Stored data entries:

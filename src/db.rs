use serde::Serialize;
use time::OffsetDateTime;

use crate::{MessageId, RoomId, UserId};

pub(crate) const SCHEMA: &str = r#"
CREATE TABLE IF NOT EXISTS users (
    user_id INTEGER PRIMARY KEY AUTOINCREMENT,
    username TEXT NOT NULL UNIQUE COLLATE NOCASE,
    password_hash TEXT NOT NULL,
    created_at TEXT NOT NULL DEFAULT CURRENT_TIMESTAMP
);
CREATE TABLE IF NOT EXISTS rooms (
    room_id INTEGER PRIMARY KEY AUTOINCREMENT,
    user_a_id INTEGER NOT NULL UNIQUE REFERENCES users(user_id) ON DELETE CASCADE,
    user_b_id INTEGER UNIQUE REFERENCES users(user_id),
    code TEXT UNIQUE,
    locked INTEGER NOT NULL DEFAULT 0,
    created_at TEXT NOT NULL DEFAULT CURRENT_TIMESTAMP
);
CREATE TABLE IF NOT EXISTS messages (
    message_id INTEGER PRIMARY KEY AUTOINCREMENT,
    room_id INTEGER NOT NULL REFERENCES rooms(room_id) ON DELETE CASCADE,
    sender_id INTEGER NOT NULL REFERENCES users(user_id),
    kind TEXT NOT NULL DEFAULT 'text',
    content TEXT NOT NULL,
    created_at TEXT NOT NULL
);
CREATE INDEX IF NOT EXISTS messages_by_room ON messages (room_id, message_id);
"#;

/// A durable pairing of up to two users.
///
/// `user_a` created the room and owns its join code; `user_b` is filled at
/// most once, which also locks the room and retires the code.
#[derive(Debug, Clone, PartialEq, Eq)]
pub struct Room {
    pub room_id: RoomId,
    pub user_a: UserId,
    pub user_b: Option<UserId>,
    pub code: Option<String>,
    pub locked: bool,
}

pub(crate) type RoomRow = (RoomId, UserId, Option<UserId>, Option<String>, bool);

impl From<RoomRow> for Room {
    fn from((room_id, user_a, user_b, code, locked): RoomRow) -> Self {
        Room { room_id, user_a, user_b, code, locked }
    }
}

impl Room {
    pub fn has_member(&self, user_id: UserId) -> bool {
        self.user_a == user_id || self.user_b == Some(user_id)
    }

    pub fn is_paired(&self) -> bool {
        self.user_b.is_some()
    }
}

#[derive(Debug, Clone, Copy, PartialEq, Eq, Serialize)]
#[serde(rename_all = "lowercase")]
pub enum MessageKind {
    Text,
    Voice,
}

impl MessageKind {
    pub fn as_str(&self) -> &'static str {
        match self {
            MessageKind::Text => "text",
            MessageKind::Voice => "voice",
        }
    }

    pub(crate) fn from_column(kind: &str) -> MessageKind {
        match kind {
            "voice" => MessageKind::Voice,
            _ => MessageKind::Text,
        }
    }
}

#[derive(Debug, Clone, PartialEq, Eq, Serialize)]
pub struct Message {
    pub id: MessageId,
    pub room_id: RoomId,
    pub sender_id: UserId,
    pub sender: String,
    pub kind: MessageKind,
    pub content: String,
    #[serde(with = "time::serde::rfc3339")]
    pub created_at: OffsetDateTime,
}

pub(crate) type MessageRow = (MessageId, RoomId, UserId, String, String, String, OffsetDateTime);

impl From<MessageRow> for Message {
    fn from((id, room_id, sender_id, sender, kind, content, created_at): MessageRow) -> Self {
        Message {
            id,
            room_id,
            sender_id,
            sender,
            kind: MessageKind::from_column(&kind),
            content,
            created_at,
        }
    }
}
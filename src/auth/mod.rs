mod extract;
mod login;
mod password;
mod signup;
mod tokens;

use axum::{routing::post, Router};

use crate::AppState;

pub use extract::AuthUser;
pub use login::{login, LoginRequest};
pub use signup::{signup, SignupRequest};
pub use tokens::Tokens;

#[derive(Debug, serde::Serialize, serde::Deserialize)]
pub struct AuthResponse {
    pub token: String,
    pub user_id: crate::UserId,
    pub username: String,
    #[serde(skip_serializing_if = "Option::is_none")]
    pub room_id: Option<crate::RoomId>,
}

pub fn router() -> Router<AppState> {
    Router::new()
        .route("/signup", post(signup))
        .route("/login", post(login))
}
use axum::{debug_handler, extract::State, http::StatusCode, Json};
use serde::Deserialize;
use tracing::{info, warn};

use super::{password::hash_password, AuthResponse};
use crate::{AppResult, AppState, ChatError};

#[derive(Debug, Deserialize)]
pub struct SignupRequest {
    pub username: String,
    pub password: String,
    pub room_code: Option<String>,
}

/// Creates the account and places it in a room. A rejected room code
/// rolls the account back.
#[debug_handler]
pub async fn signup(
    State(state): State<AppState>,
    Json(SignupRequest { username, password, room_code }): Json<SignupRequest>,
) -> AppResult<(StatusCode, Json<AuthResponse>)> {
    let username = username.trim();
    if username.is_empty() || password.is_empty() {
        return Err(ChatError::BadRequest("Missing fields").into());
    }

    let password_hash = hash_password(&password)?;
    let Some(user_id) = state.store.create_user(username, &password_hash).await? else {
        return Err(ChatError::UsernameTaken.into());
    };

    let room = match state.pairing.assign(user_id, room_code.as_deref()).await {
        Ok(room) => room,
        Err(err) => {
            warn!(user_id, error = %err, "pairing failed, removing account");
            state.store.delete_user(user_id).await?;
            return Err(err.into());
        }
    };

    info!(user_id, room_id = room.room_id, "signed up");
    Ok((
        StatusCode::CREATED,
        Json(AuthResponse {
            token: state.tokens.issue(user_id)?,
            user_id,
            username: username.to_owned(),
            room_id: Some(room.room_id),
        }),
    ))
}
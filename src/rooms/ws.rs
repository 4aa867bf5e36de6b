use std::sync::Arc;

use axum::{
    debug_handler,
    extract::{ws::{close_code, CloseFrame, Message, WebSocket}, State, WebSocketUpgrade},
    response::IntoResponse,
};
use futures_util::{SinkExt, StreamExt};
use tokio::sync::mpsc;
use tracing::{debug, warn};

use crate::{
    auth::AuthUser,
    chat::{ClientEvent, ServerEvent, SessionCoordinator},
    AppState, UserId,
};

/// The token is checked before upgrading, so a refused handshake never
/// reaches the hub.
#[debug_handler(state = AppState)]
pub(crate) async fn room_ws(
    State(coordinator): State<Arc<SessionCoordinator>>,
    AuthUser(user_id): AuthUser,
    ws: WebSocketUpgrade,
) -> impl IntoResponse {
    ws.on_upgrade(async move |stream| serve(coordinator, user_id, stream).await)
}

async fn serve(coordinator: Arc<SessionCoordinator>, user_id: UserId, stream: WebSocket) {
    let (mut sender, mut receiver) = stream.split();
    let (tx, mut rx) = mpsc::unbounded_channel::<ServerEvent>();

    let mut session = match coordinator.open(user_id, tx).await {
        Ok(session) => session,
        Err(err) => {
            warn!(user_id, error = %err, "closing connection before join");
            let _ = sender
                .send(Message::Close(Some(CloseFrame {
                    code: close_code::ERROR,
                    reason: err.to_string().into(),
                })))
                .await;
            return;
        }
    };

    let mut write_task = tokio::spawn(async move {
        while let Some(event) = rx.recv().await {
            let text = match serde_json::to_string(&event) {
                Ok(text) => text,
                Err(err) => {
                    warn!(event = event.name(), error = %err, "failed to serialize event");
                    continue;
                }
            };
            if sender.send(Message::Text(text.into())).await.is_err() {
                break;
            }
        }
    });

    loop {
        tokio::select! {
            incoming = receiver.next() => match incoming {
                Some(Ok(Message::Text(text))) => match ClientEvent::decode(text.as_str()) {
                    Ok(event) => coordinator.dispatch(&session, event).await,
                    Err(reply) => {
                        debug!(conn_id = %session.conn_id(), "malformed event");
                        session.conn.send(reply);
                    }
                },
                Some(Ok(Message::Close(_))) | Some(Err(_)) | None => break,
                Some(Ok(_)) => {}
            },
            _ = &mut write_task => break,
        }
    }

    coordinator.close(&mut session).await;
    write_task.abort();
}
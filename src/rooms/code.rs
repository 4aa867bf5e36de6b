use std::sync::Arc;

use axum::{debug_handler, extract::State, Json};
use serde::{Deserialize, Serialize};

use crate::{auth::AuthUser, chat::PairingEngine, AppResult, AppState};

#[derive(Debug, Serialize, Deserialize)]
pub struct RoomCodeResponse {
    pub code: Option<String>,
}

/// The owner's join code, `null` once the room is paired.
#[debug_handler(state = AppState)]
pub(crate) async fn room_code(
    State(pairing): State<Arc<PairingEngine>>,
    AuthUser(user_id): AuthUser,
) -> AppResult<Json<RoomCodeResponse>> {
    Ok(Json(RoomCodeResponse { code: pairing.room_code(user_id).await? }))
}
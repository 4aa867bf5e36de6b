use jsonwebtoken::{decode, encode, DecodingKey, EncodingKey, Header, Validation};
use serde::{Deserialize, Serialize};
use time::OffsetDateTime;

use crate::{ChatError, ChatResult, UserId};

#[derive(Debug, Serialize, Deserialize)]
struct Claims {
    user_id: UserId,
    exp: i64,
}

/// Issues and verifies the bearer tokens handed out at signup and login.
#[derive(Clone)]
pub struct Tokens {
    encoding: EncodingKey,
    decoding: DecodingKey,
    ttl: time::Duration,
}

impl Tokens {
    pub fn new(secret: &[u8], ttl: time::Duration) -> Tokens {
        Tokens {
            encoding: EncodingKey::from_secret(secret),
            decoding: DecodingKey::from_secret(secret),
            ttl,
        }
    }

    pub fn issue(&self, user_id: UserId) -> anyhow::Result<String> {
        let claims = Claims {
            user_id,
            exp: (OffsetDateTime::now_utc() + self.ttl).unix_timestamp(),
        };
        Ok(encode(&Header::default(), &claims, &self.encoding)?)
    }

    pub fn verify(&self, token: &str) -> ChatResult<UserId> {
        decode::<Claims>(token, &self.decoding, &Validation::default())
            .map(|data| data.claims.user_id)
            .map_err(|err| ChatError::AuthFailure(err.to_string()))
    }
}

• **Exercise brief**
Each line above where the word "AppResult" occurs should be returned in full.

• **Answer for this exercise**
use crate::{AppResult, AppState, ChatError};
) -> AppResult<(StatusCode, Json<AuthResponse>)> {
use crate::{auth::AuthUser, chat::PairingEngine, AppResult, AppState};
) -> AppResult<Json<RoomCodeResponse>> {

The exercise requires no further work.